• EXERCISE REQUIREMENTS: When you reach the line containing "let routing_mode = match" in the records below, start copying exactly, and stop once you have copied the line containing "let choice = self.strategy.choose_from(&candidates);".

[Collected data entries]

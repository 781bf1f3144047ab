#![deny(
    unsafe_code,
    missing_docs,
    dead_code,
    unused_results,
    non_snake_case,
    unreachable_pub
)]

//! Authoritative world state management for Track Builder.

mod board;
mod queue;

use std::time::Duration;

use log::{debug, info};
use track_builder_core::{
    Command, Event, Path, PlacementError, QueueError, RoundError, RoundPhase, RunOutcome,
    TrackGenerator, TrainState, TrainStatus, TrainStep, PLACEMENT_REWARD, WELCOME_BANNER,
};

use crate::{board::Board, queue::PieceQueue};

const DEFAULT_BOARD_SIDE: u32 = 12;
const MIN_BOARD_SIDE: u32 = 2;
const DEFAULT_BUILD_TIME: Duration = Duration::from_secs(60);
const DEFAULT_QUEUE_LENGTH: usize = 5;
const DEFAULT_RUN_STEP_BASE: Duration = Duration::from_millis(500);
const DEFAULT_RUN_STEP_PER_LEVEL: Duration = Duration::from_millis(50);
const DEFAULT_RUN_STEP_FLOOR: Duration = Duration::from_millis(200);
const FIRST_LEVEL: u32 = 1;

/// Tunable parameters for a game session.
#[derive(Clone, Debug, PartialEq, Eq)]
pub struct GameConfig {
    /// Number of cells along each board edge. Values below two are raised to two.
    pub board_side: u32,
    /// Length of the build phase.
    pub build_time: Duration,
    /// Number of upcoming pieces shown after the current piece.
    pub queue_length: usize,
    /// Train step interval at level zero.
    pub run_step_base: Duration,
    /// Reduction of the train step interval per level.
    pub run_step_per_level: Duration,
    /// Shortest train step interval regardless of level.
    pub run_step_floor: Duration,
}

impl GameConfig {
    /// Interval between train steps at the provided level.
    #[must_use]
    pub fn run_step_interval(&self, level: u32) -> Duration {
        self.run_step_base
            .saturating_sub(self.run_step_per_level.saturating_mul(level))
            .max(self.run_step_floor)
    }
}

impl Default for GameConfig {
    fn default() -> Self {
        Self {
            board_side: DEFAULT_BOARD_SIDE,
            build_time: DEFAULT_BUILD_TIME,
            queue_length: DEFAULT_QUEUE_LENGTH,
            run_step_base: DEFAULT_RUN_STEP_BASE,
            run_step_per_level: DEFAULT_RUN_STEP_PER_LEVEL,
            run_step_floor: DEFAULT_RUN_STEP_FLOOR,
        }
    }
}

/// Represents the authoritative Track Builder world state.
#[derive(Debug)]
pub struct World {
    banner: &'static str,
    config: GameConfig,
    generator: Box<dyn TrackGenerator>,
    board: Board,
    queue: PieceQueue,
    score: u32,
    level: u32,
    phase: RoundPhase,
    build_remaining: Duration,
    run_accumulator: Duration,
    step_pending: bool,
    validated_path: Path,
    train: TrainState,
}

impl World {
    /// Creates a world at the first level, ready for building.
    #[must_use]
    pub fn new(mut config: GameConfig, generator: impl TrackGenerator + 'static) -> Self {
        config.board_side = config.board_side.max(MIN_BOARD_SIDE);
        let mut generator: Box<dyn TrackGenerator> = Box::new(generator);
        let board = Board::generate(config.board_side, FIRST_LEVEL, generator.as_mut());
        let queue = PieceQueue::new(config.queue_length, generator.as_mut());
        Self {
            banner: WELCOME_BANNER,
            build_remaining: config.build_time,
            config,
            generator,
            board,
            queue,
            score: 0,
            level: FIRST_LEVEL,
            phase: RoundPhase::Building,
            run_accumulator: Duration::ZERO,
            step_pending: false,
            validated_path: Path::default(),
            train: TrainState::default(),
        }
    }

    fn reset_round(&mut self, out_events: &mut Vec<Event>) {
        self.board = Board::generate(self.config.board_side, self.level, self.generator.as_mut());
        self.queue.reset(self.generator.as_mut());
        self.phase = RoundPhase::Building;
        self.build_remaining = self.config.build_time;
        self.run_accumulator = Duration::ZERO;
        self.step_pending = false;
        self.validated_path = Path::default();
        self.train = TrainState::default();
        info!("round started at level {}", self.level);
        out_events.push(Event::RoundStarted { level: self.level });
    }

    fn end_build_phase(&mut self, out_events: &mut Vec<Event>) {
        self.phase = RoundPhase::Running;
        self.build_remaining = Duration::ZERO;
        info!("build phase ended at level {}", self.level);
        out_events.push(Event::BuildPhaseEnded);
    }

    fn conclude(&mut self, outcome: RunOutcome, out_events: &mut Vec<Event>) {
        self.phase = RoundPhase::Concluded(outcome);
        info!(
            "run concluded at level {}: {:?} with score {}",
            self.level, outcome, self.score
        );
        out_events.push(Event::RunConcluded { outcome });
    }

    fn advance_build_clock(&mut self, dt: Duration, out_events: &mut Vec<Event>) {
        self.build_remaining = self.build_remaining.saturating_sub(dt);
        out_events.push(Event::BuildClockAdvanced {
            remaining: self.build_remaining,
        });

        if self.build_remaining.is_zero() {
            self.end_build_phase(out_events);
        }
    }

    fn advance_run_clock(&mut self, dt: Duration, out_events: &mut Vec<Event>) {
        if self.train.status() != TrainStatus::Running || self.step_pending {
            return;
        }

        self.run_accumulator = self.run_accumulator.saturating_add(dt);
        let interval = self.config.run_step_interval(self.level);
        if self.run_accumulator >= interval {
            self.run_accumulator -= interval;
            self.step_pending = true;
            out_events.push(Event::TrainStepDue);
        }
    }

    fn resolve_train_step(&mut self, step: TrainStep, out_events: &mut Vec<Event>) {
        if self.phase != RoundPhase::Running || !self.step_pending {
            return;
        }

        self.step_pending = false;
        self.train.apply(&step);
        debug!("train step resolved: {step:?}");

        match step {
            TrainStep::Advanced { from, to, reward } => {
                self.score = self.score.saturating_add(reward);
                out_events.push(Event::TrainAdvanced { from, to, reward });
            }
            TrainStep::Arrived => self.conclude(RunOutcome::Won, out_events),
            TrainStep::Derailed { at, cause } => {
                info!("train derailed at {at}: {cause:?}");
                self.conclude(RunOutcome::Lost, out_events);
            }
            TrainStep::Stalled => {}
        }
    }
}

/// Applies the provided command to the world, mutating state deterministically.
pub fn apply(world: &mut World, command: Command, out_events: &mut Vec<Event>) {
    match command {
        Command::NewGame => {
            world.level = FIRST_LEVEL;
            world.score = 0;
            world.reset_round(out_events);
        }
        Command::NextLevel => {
            if world.phase == RoundPhase::Concluded(RunOutcome::Won) {
                world.level = world.level.saturating_add(1);
                world.reset_round(out_events);
            } else {
                out_events.push(Event::RoundRejected {
                    reason: RoundError::NotWon,
                });
            }
        }
        Command::Tick { dt } => {
            out_events.push(Event::TimeAdvanced { dt });
            match world.phase {
                RoundPhase::Building => world.advance_build_clock(dt, out_events),
                RoundPhase::Running => world.advance_run_clock(dt, out_events),
                RoundPhase::Concluded(_) => {}
            }
        }
        Command::PlacePiece { cell } => {
            if world.phase != RoundPhase::Building {
                out_events.push(Event::PlacementRejected {
                    cell,
                    reason: PlacementError::InvalidPhase,
                });
                return;
            }

            if let Some(reason) = world.board.view().placement_error(cell) {
                out_events.push(Event::PlacementRejected { cell, reason });
                return;
            }

            let piece = world.queue.take_current(world.generator.as_mut());
            match world.board.place(cell, piece) {
                Ok(()) => {
                    world.score = world.score.saturating_add(PLACEMENT_REWARD);
                    debug!("placed {:?} at {cell}", piece.shape());
                    out_events.push(Event::PiecePlaced { piece, cell });
                }
                Err(reason) => out_events.push(Event::PlacementRejected { cell, reason }),
            }
        }
        Command::StorePiece => {
            if world.phase != RoundPhase::Building {
                out_events.push(Event::QueueRejected {
                    reason: QueueError::InvalidPhase,
                });
                return;
            }

            if world.queue.store(world.generator.as_mut()) {
                if let Some(piece) = world.queue.stored() {
                    out_events.push(Event::PieceStored { piece });
                }
            } else {
                out_events.push(Event::QueueRejected {
                    reason: QueueError::StorageOccupied,
                });
            }
        }
        Command::SwapStored => {
            if world.phase != RoundPhase::Building {
                out_events.push(Event::QueueRejected {
                    reason: QueueError::InvalidPhase,
                });
                return;
            }

            if world.queue.swap() {
                if let Some(stored) = world.queue.stored() {
                    out_events.push(Event::PiecesSwapped {
                        current: world.queue.current(),
                        stored,
                    });
                }
            } else {
                out_events.push(Event::QueueRejected {
                    reason: QueueError::StorageEmpty,
                });
            }
        }
        Command::EndBuildPhase => {
            if world.phase == RoundPhase::Building {
                world.end_build_phase(out_events);
            }
        }
        Command::BeginRun { validation } => {
            if world.phase != RoundPhase::Running || world.train.status() != TrainStatus::Idle {
                return;
            }

            let start = world.board.view().start();
            let path_len = validation.path.len();
            world.validated_path = validation.path;
            world.train = TrainState::new(world.validated_path.clone());
            let _ = world.train.depart(start);
            world.run_accumulator = Duration::ZERO;
            world.step_pending = false;
            info!(
                "run started: complete = {}, path length = {path_len}",
                validation.complete
            );
            out_events.push(Event::RunStarted {
                complete: validation.complete,
                path_len,
            });
        }
        Command::ResolveTrainStep { step } => world.resolve_train_step(step, out_events),
    }
}

/// Query functions that provide read-only access to the world state.
pub mod query {
    use std::time::Duration;

    use track_builder_core::{BoardView, Path, RoundPhase, TrackPiece, TrainState};

    use super::{GameConfig, World};

    /// Retrieves the welcome banner that adapters may display to players.
    #[must_use]
    pub fn welcome_banner(world: &World) -> &'static str {
        world.banner
    }

    /// Provides read-only access to the session configuration.
    #[must_use]
    pub fn config(world: &World) -> &GameConfig {
        &world.config
    }

    /// Captures a read-only view of the board.
    #[must_use]
    pub fn board_view(world: &World) -> BoardView<'_> {
        world.board.view()
    }

    /// Phase of the current round.
    #[must_use]
    pub fn phase(world: &World) -> RoundPhase {
        world.phase
    }

    /// Points accumulated across the session.
    #[must_use]
    pub fn score(world: &World) -> u32 {
        world.score
    }

    /// Level of the current round, starting at one.
    #[must_use]
    pub fn level(world: &World) -> u32 {
        world.level
    }

    /// Build time left before the run starts.
    #[must_use]
    pub fn build_time_remaining(world: &World) -> Duration {
        world.build_remaining
    }

    /// Piece the player places next.
    #[must_use]
    pub fn current_piece(world: &World) -> TrackPiece {
        world.queue.current()
    }

    /// Piece held in storage, if any.
    #[must_use]
    pub fn stored_piece(world: &World) -> Option<TrackPiece> {
        world.queue.stored()
    }

    /// Pieces queued after the current piece, in draw order.
    #[must_use]
    pub fn upcoming_pieces(world: &World) -> Vec<TrackPiece> {
        world.queue.upcoming().collect()
    }

    /// Path validated at the end of the build phase; empty while building.
    #[must_use]
    pub fn validated_path(world: &World) -> &Path {
        &world.validated_path
    }

    /// Train travelling the validated path.
    #[must_use]
    pub fn train(world: &World) -> &TrainState {
        &world.train
    }

    /// Interval between train steps at the current level.
    #[must_use]
    pub fn run_step_interval(world: &World) -> Duration {
        world.config.run_step_interval(world.level)
    }
}
//! ConsumerDispatcher — owns the AMQP channel, declares the model's
//! queue topology, and runs the main/private/completion consume loops.

use std::sync::Arc;
use std::time::Duration;

use futures::stream::{select_all, BoxStream, StreamExt};
use gateway_core::amqp::{self, RequestMessage, RoutingMode};
use gateway_core::{
    Backend, BackendRegistry, CompletionEvent, DispatchReply, GatewayError, PriorityHandler,
    PrivateRequestBody, QoSPolicy, Requeuer, Result, SelectionStrategy, X_REQUEUE_COUNT,
};
use lapin::message::Delivery;
use lapin::options::{BasicAckOptions, BasicConsumeOptions, BasicPublishOptions};
use lapin::types::{AMQPValue, FieldTable};
use lapin::{BasicProperties, Channel};
use tokio::sync::oneshot;

use crate::inflight::InFlightCounters;

/// Publishes requeues onto a live `lapin::Channel`, fire-and-forget after
/// the optional delay so `apply_policy` returns without blocking the
/// consume loop.
pub struct ChannelRequeuer {
    channel: Channel,
}

impl ChannelRequeuer {
    /// Wrap a channel for use as a [`Requeuer`].
    pub fn new(channel: Channel) -> Self {
        Self { channel }
    }
}

#[async_trait::async_trait]
impl Requeuer for ChannelRequeuer {
    async fn requeue(
        &self,
        message: &RequestMessage,
        target: Option<&str>,
        exchange: &str,
        delay: Option<Duration>,
    ) {
        let channel = self.channel.clone();
        let routing_key = target.unwrap_or(exchange).to_string();
        let message = message.clone();
        tokio::spawn(async move {
            if let Some(delay) = delay {
                tokio::time::sleep(delay).await;
            }
            let mut headers = FieldTable::default();
            headers.insert(X_REQUEUE_COUNT.into(), AMQPValue::LongUInt(message.requeue_count));
            let properties = BasicProperties::default()
                .with_correlation_id(message.correlation_id.clone().into())
                .with_reply_to(message.reply_to.clone().into())
                .with_priority(message.priority)
                .with_delivery_mode(2)
                .with_headers(headers);
            if let Err(error) = channel
                .basic_publish("", &routing_key, BasicPublishOptions::default(), &message.body, properties)
                .await
            {
                tracing::error!(%error, routing_key, "failed to publish requeued message");
            }
        });
    }
}

/// Ties together the selection strategy, priority handler, QoS policy, and
/// in-flight counters behind one AMQP channel for a single model.
pub struct ConsumerDispatcher {
    model: String,
    channel: Channel,
    registry: Arc<BackendRegistry>,
    strategy: Arc<dyn SelectionStrategy>,
    priority_handler: Arc<dyn PriorityHandler>,
    qos_policy: Arc<dyn QoSPolicy>,
    requeuer: Arc<dyn Requeuer>,
    inflight: Arc<InFlightCounters>,
    requeue_delay: Duration,
}

impl ConsumerDispatcher {
    /// Declare every queue this model owns: the shared request queue, the
    /// completion queue, and one private queue per known organization.
    pub async fn declare_topology(
        channel: &Channel,
        model: &str,
        organizations: &[String],
        rpc_max_priority: u8,
        queue_expiration_ms: i64,
        message_expiration_ms: i64,
    ) -> Result<()> {
        channel
            .queue_declare(
                &amqp::model_queue(model),
                amqp::declare_options(),
                amqp::model_queue_args(rpc_max_priority, queue_expiration_ms, message_expiration_ms),
            )
            .await?;
        channel
            .queue_declare(
                &amqp::completed_queue(model),
                amqp::declare_options(),
                amqp::plain_queue_args(queue_expiration_ms),
            )
            .await?;
        for organization in organizations {
            channel
                .queue_declare(
                    &amqp::private_queue(model, organization),
                    amqp::declare_options(),
                    amqp::plain_queue_args(queue_expiration_ms),
                )
                .await?;
        }
        Ok(())
    }

    /// Build a dispatcher. `channel` must already have `basic_qos(1, ...)`
    /// applied by the caller so only one unacked message is in flight at a time.
    #[allow(clippy::too_many_arguments)]
    pub fn new(
        model: String,
        channel: Channel,
        registry: Arc<BackendRegistry>,
        strategy: Arc<dyn SelectionStrategy>,
        priority_handler: Arc<dyn PriorityHandler>,
        qos_policy: Arc<dyn QoSPolicy>,
        requeuer: Arc<dyn Requeuer>,
        inflight: Arc<InFlightCounters>,
        requeue_delay: Duration,
    ) -> Self {
        Self {
            model,
            channel,
            registry,
            strategy,
            priority_handler,
            qos_policy,
            requeuer,
            inflight,
            requeue_delay,
        }
    }

    /// Run the consume loop until `shutdown` fires, merging the main queue,
    /// one stream per private queue, and the completion queue.
    pub async fn run(self: Arc<Self>, mut shutdown: oneshot::Receiver<()>) -> Result<()> {
        enum Incoming {
            Main(Delivery),
            Private(String, Delivery),
            Completed(Delivery),
        }

        let main_tag = format!("consumer-{}-main", self.model);
        let main_consumer = self
            .channel
            .basic_consume(&amqp::model_queue(&self.model), &main_tag, BasicConsumeOptions::default(), FieldTable::default())
            .await?;

        let completed_tag = format!("consumer-{}-completed", self.model);
        let completed_consumer = self
            .channel
            .basic_consume(
                &amqp::completed_queue(&self.model),
                &completed_tag,
                BasicConsumeOptions::default(),
                FieldTable::default(),
            )
            .await?;

        let mut streams: Vec<BoxStream<'static, Incoming>> = vec![
            main_consumer
                .filter_map(|item| async move { item.ok().map(Incoming::Main) })
                .boxed(),
            completed_consumer
                .filter_map(|item| async move { item.ok().map(Incoming::Completed) })
                .boxed(),
        ];

        for organization in self.registry.organizations() {
            let tag = format!("consumer-{}-{}-private", self.model, organization);
            let consumer = self
                .channel
                .basic_consume(
                    &amqp::private_queue(&self.model, &organization),
                    &tag,
                    BasicConsumeOptions::default(),
                    FieldTable::default(),
                )
                .await?;
            let org = organization.clone();
            streams.push(
                consumer
                    .filter_map(move |item| {
                        let org = org.clone();
                        async move { item.ok().map(|delivery| Incoming::Private(org, delivery)) }
                    })
                    .boxed(),
            );
        }

        let mut merged = select_all(streams);
        loop {
            tokio::select! {
                _ = &mut shutdown => break,
                incoming = merged.next() => {
                    match incoming {
                        None => break,
                        Some(Incoming::Main(delivery)) => self.handle_request(delivery, None).await,
                        Some(Incoming::Private(organization, delivery)) => self.handle_request(delivery, Some(organization)).await,
                        Some(Incoming::Completed(delivery)) => self.handle_completion(delivery).await,
                    }
                }
            }
        }
        Ok(())
    }

    fn decode_request(delivery: &Delivery) -> Result<RequestMessage> {
        let correlation_id = delivery
            .properties
            .correlation_id()
            .as_ref()
            .map(|id| id.to_string())
            .ok_or_else(|| GatewayError::protocol("missing correlation_id"))?;
        let reply_to = delivery
            .properties
            .reply_to()
            .as_ref()
            .map(|r| r.to_string())
            .ok_or_else(|| GatewayError::protocol("missing reply_to"))?;
        let priority = delivery.properties.priority().unwrap_or(0);
        let requeue_count = delivery
            .properties
            .headers()
            .as_ref()
            .and_then(|headers| headers.inner().get(X_REQUEUE_COUNT))
            .and_then(|value| match value {
                AMQPValue::LongUInt(v) => Some(*v),
                _ => None,
            })
            .unwrap_or(0);

        Ok(RequestMessage { correlation_id, reply_to, priority, requeue_count, body: delivery.data.clone() })
    }

    /// Candidates are sourced strictly from the organization's private pool
    /// whenever `organization` is set; an empty private pool is not padded
    /// out with the shared active set. Overload handling (falling back to
    /// the shared queue for `private-first`) happens at the QoS-requeue
    /// level, not by widening the candidate list here.
    async fn candidates_for(&self, organization: Option<&str>) -> Vec<Backend> {
        match organization {
            None => self.strategy.active_servers().as_ref().clone(),
            Some(org) => self.registry.by_organization(org).cloned().collect(),
        }
    }

    /// Where a rejected/overloaded request gets requeued to, given the
    /// queue it arrived on. The shared queue requeues to itself;
    /// `private-only` defers and retries in its own private queue;
    /// `private-first` (and any other org-scoped mode) falls over to the
    /// shared queue as an explicit target.
    ///
    /// Free of `self.channel`/`self.registry` so it can be exercised
    /// directly in unit tests without standing up a real AMQP connection.
    fn requeue_destination(model: &str, organization: &Option<String>, routing_mode: Option<RoutingMode>) -> (Option<String>, String) {
        match organization {
            None => (None, amqp::model_queue(model)),
            Some(org) => match routing_mode {
                Some(RoutingMode::PrivateOnly) => (None, amqp::private_queue(model, org)),
                _ => (Some(amqp::model_queue(model)), amqp::model_queue(model)),
            },
        }
    }

    async fn handle_request(&self, delivery: Delivery, organization: Option<String>) {
        let message = match Self::decode_request(&delivery) {
            Ok(m) => m,
            Err(error) => {
                tracing::warn!(%error, "dropping malformed request");
                let _ = delivery.ack(BasicAckOptions::default()).await;
                return;
            }
        };

        let routing_mode = match &organization {
            None => None,
            Some(_) => match serde_json::from_slice::<PrivateRequestBody>(&message.body) {
                Ok(body) => Some(body.routing_mode),
                Err(error) => {
                    tracing::warn!(%error, "dropping request with malformed routing_mode");
                    let _ = delivery.ack(BasicAckOptions::default()).await;
                    return;
                }
            },
        };

        let candidates = self.candidates_for(organization.as_deref()).await;
        let choice = self.strategy.choose_from(&candidates);
        let (target_requeue, requeue_exchange) = Self::requeue_destination(&self.model, &organization, routing_mode);

        let reply = match choice {
            Err(_) => DispatchReply::sentinel(),
            Ok(choice) => {
                let current_in_flight = self.inflight.get(&choice.backend.url);
                let admitted = self
                    .qos_policy
                    .apply_policy(
                        choice.score,
                        current_in_flight,
                        choice.backend.max_parallel_requests,
                        &message,
                        self.requeuer.as_ref(),
                        target_requeue.as_deref(),
                        &requeue_exchange,
                        Some(self.requeue_delay),
                    )
                    .await;

                if !admitted {
                    let _ = delivery.ack(BasicAckOptions::default()).await;
                    return;
                }

                self.inflight.increment(&choice.backend.url);
                let backend_priority = self.priority_handler.apply_priority(message.priority);
                DispatchReply::dispatch(choice.backend.url, choice.backend.token, backend_priority)
            }
        };

        match self.publish_reply(&message.reply_to, &reply).await {
            Ok(()) => {
                let _ = delivery.ack(BasicAckOptions::default()).await;
            }
            Err(error) => {
                tracing::error!(%error, "failed to publish dispatch reply, leaving unacked for redelivery");
            }
        }
    }

    async fn publish_reply(&self, reply_to: &str, reply: &DispatchReply) -> Result<()> {
        let body = serde_json::to_vec(reply).map_err(|e| GatewayError::protocol(e.to_string()))?;
        self.channel
            .basic_publish("", reply_to, BasicPublishOptions::default(), &body, BasicProperties::default())
            .await?;
        Ok(())
    }

    async fn handle_completion(&self, delivery: Delivery) {
        match serde_json::from_slice::<CompletionEvent>(&delivery.data) {
            Ok(event) => {
                self.inflight.decrement(&event.server);
                tracing::info!(
                    user = %event.user,
                    model = %event.model,
                    server = %event.server,
                    "request completed"
                );
            }
            Err(error) => {
                tracing::warn!(%error, "dropping malformed completion event");
            }
        }
        let _ = delivery.ack(BasicAckOptions::default()).await;
    }
}

#[cfg(test)]
#[allow(clippy::unwrap_used, clippy::expect_used)]
mod tests {
    use super::*;

    #[test]
    fn shared_queue_requests_requeue_to_themselves() {
        let (target, exchange) = ConsumerDispatcher::requeue_destination("llama3", &None, None);
        assert_eq!(target, None);
        assert_eq!(exchange, "llama3");
    }

    #[test]
    fn private_only_requeues_within_its_own_private_queue() {
        let organization = Some("acme".to_string());
        let (target, exchange) =
            ConsumerDispatcher::requeue_destination("llama3", &organization, Some(RoutingMode::PrivateOnly));
        assert_eq!(target, None);
        assert_eq!(exchange, amqp::private_queue("llama3", "acme"));
    }

    #[test]
    fn private_first_falls_over_to_the_shared_queue() {
        let organization = Some("acme".to_string());
        let (target, exchange) =
            ConsumerDispatcher::requeue_destination("llama3", &organization, Some(RoutingMode::PrivateFirst));
        assert_eq!(target, Some("llama3".to_string()));
        assert_eq!(exchange, "llama3");
    }

    #[test]
    fn any_mode_with_an_organization_behaves_like_private_first() {
        let organization = Some("acme".to_string());
        let (target, exchange) = ConsumerDispatcher::requeue_destination("llama3", &organization, Some(RoutingMode::Any));
        assert_eq!(target, Some("llama3".to_string()));
        assert_eq!(exchange, "llama3");
    }
}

• WRITTEN ANSWER:
        let routing_mode = match &organization {
            None => None,
            Some(_) => match serde_json::from_slice::<PrivateRequestBody>(&message.body) {
                Ok(body) => Some(body.routing_mode),
                Err(error) => {
                    tracing::warn!(%error, "dropping request with malformed routing_mode");
                    let _ = delivery.ack(BasicAckOptions::default()).await;
                    return;
                }
            },
        };

        let candidates = self.candidates_for(organization.as_deref()).await;
        let choice = self.strategy.choose_from(&candidates);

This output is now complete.